Is that patched or not? :)


By: Sean Bright (seanbright) 2019-11-08 12:12:03.488-0600

{noformat}
cd /usr/src/asterisk-16.3.0
patch -p1 < /path/to/frame-malloc-debug.patch
{noformat}

By: Ted G (tgwaste) 2019-11-08 12:20:15.293-0600

Thank you Sean. All good.

By: Ted G (tgwaste) 2019-11-08 20:57:37.532-0600

So far since the patch I've received 230 errors but I'm not seeing anything different in memory show summary or console output

{code}
# asterisk -x 'memory show summary' | grep fr
     9520 bytes in        170 allocations in file framehook.c
   679167 bytes in deferred free large allocations
    22601 bytes in deferred free small allocations
   701768 bytes in deferred free allocations
 43627447 bytes in all allocations and deferred free allocations
{code}

[Nov  8 19:53:47] WARNING[13303][C-00001291]: file.c:258 ast_writestream: Translated frame write failed

Memory hasn't gone crazy yet but I am unsure what to be on the lookout for exactly.


By: Corey Farrell (coreyfarrell) 2019-11-10 19:18:18.845-0600

With my patch you will not see allocations under frame.c anymore, they will appear elsewhere.

By: Sean Bright (seanbright) 2019-11-12 08:37:10.479-0600

[~tgwaste], in your {{MixMonitor}} usage - are you using the {{r}} and/or {{t}} options along with the newer {{S}} option?

By: Ted G (tgwaste) 2019-11-12 17:18:54.395-0600

The only 2 flags I use for MixMonitor are 'a' and 'b'

IE:
EXEC MIXMONITOR /path/to/file,ab

By: Joshua C. Colp (jcolp) 2019-11-13 13:04:14.578-0600

Per the comment from [~coreyfarrell] the allocations will appear elsewhere.

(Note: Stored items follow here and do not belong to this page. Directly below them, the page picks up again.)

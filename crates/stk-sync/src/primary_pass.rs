//! Primary platform snapshot: one bulk export, streamed into the store.

use serde::Serialize;
use stk_bulk::{
    BulkJobPoller, ExportKind, IngestStats, LineSource, PollPolicy, PrimaryUpdate,
    SnapshotIngester, StaticLines,
};
use stk_primary::{queries, PrimaryApi};
use stk_reconcile::{ObservedKeys, Platform};
use stk_store::StockRecordStore;
use tracing::{info, warn};

use crate::{Stage, SyncError};

#[derive(Debug, Clone, Copy, Default, PartialEq, Eq, Serialize)]
pub struct PrimaryPassStats {
    pub ingest: IngestStats,
    pub object_count: Option<u64>,
    /// Accepted updates the store failed to merge.
    pub store_errors: u64,
}

/// Run the `kind` export to completion and merge every accepted line.
///
/// Inventory-level lines mark their key as observed on the primary side.
/// Export failures and a broken result stream abort the pass; a single
/// unparseable line or failed merge does not.
pub async fn ingest_primary_export<S: StockRecordStore + ?Sized>(
    api: &dyn PrimaryApi,
    poll: PollPolicy,
    store: &S,
    shop: &str,
    kind: ExportKind,
    observed: &mut ObservedKeys,
) -> Result<PrimaryPassStats, SyncError> {
    let stage = match kind {
        ExportKind::InventoryLevels => Stage::PrimaryLevels,
        ExportKind::ProductVariants => Stage::PrimaryVariants,
    };
    let query = queries::for_kind(kind);

    let ready = BulkJobPoller::new(api, poll)
        .run(&query)
        .await
        .map_err(|e| SyncError::new(stage, e))?;

    let mut source: Box<dyn LineSource> = match ready.url.as_deref() {
        Some(url) => api.open_export(url).await.map_err(|e| SyncError::new(stage, e))?,
        None => {
            info!(shop, job_id = %ready.job_id, kind = kind.as_str(), "export completed empty");
            Box::new(StaticLines::empty())
        }
    };

    let mut ingester = SnapshotIngester::new(kind);
    let mut stats = PrimaryPassStats {
        object_count: ready.object_count,
        ..Default::default()
    };

    while let Some(update) = ingester
        .next_update(source.as_mut())
        .await
        .map_err(|e| SyncError::new(stage, e))?
    {
        let key = update.key();
        match store.upsert_merge(shop, &key, &update.to_patch()).await {
            Ok(_) => {
                if matches!(update, PrimaryUpdate::Level { .. }) {
                    observed.mark(Platform::Primary, key);
                }
            }
            Err(e) => {
                stats.store_errors += 1;
                warn!(shop, %key, error = %e, "primary update merge failed; skipping");
            }
        }
    }

    stats.ingest = ingester.stats();
    info!(
        shop,
        stage = %stage,
        job_id = %ready.job_id,
        lines = stats.ingest.lines,
        accepted = stats.ingest.accepted,
        malformed = stats.ingest.malformed,
        filtered = stats.ingest.filtered,
        store_errors = stats.store_errors,
        "primary export ingested"
    );
    Ok(stats)
}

Can you please attach the full output?

By: Sean Bright (seanbright) 2019-11-20 10:10:35.954-0600

[~tgwaste], can you attach the output from {{memory show summary}} (don't filter it in any way).

By: Corey Farrell (coreyfarrell) 2019-11-23 13:37:37.734-0600

{code}
 27446120 bytes in     132721 allocations in file res_rtp_asterisk.c
{code}

How many channels were active when you retrieved this information?  Please post the complete output of asterisk CLI {{memory show allocations res_rtp_asterisk.c}} and tell us how many channels were active at the time of retrieval.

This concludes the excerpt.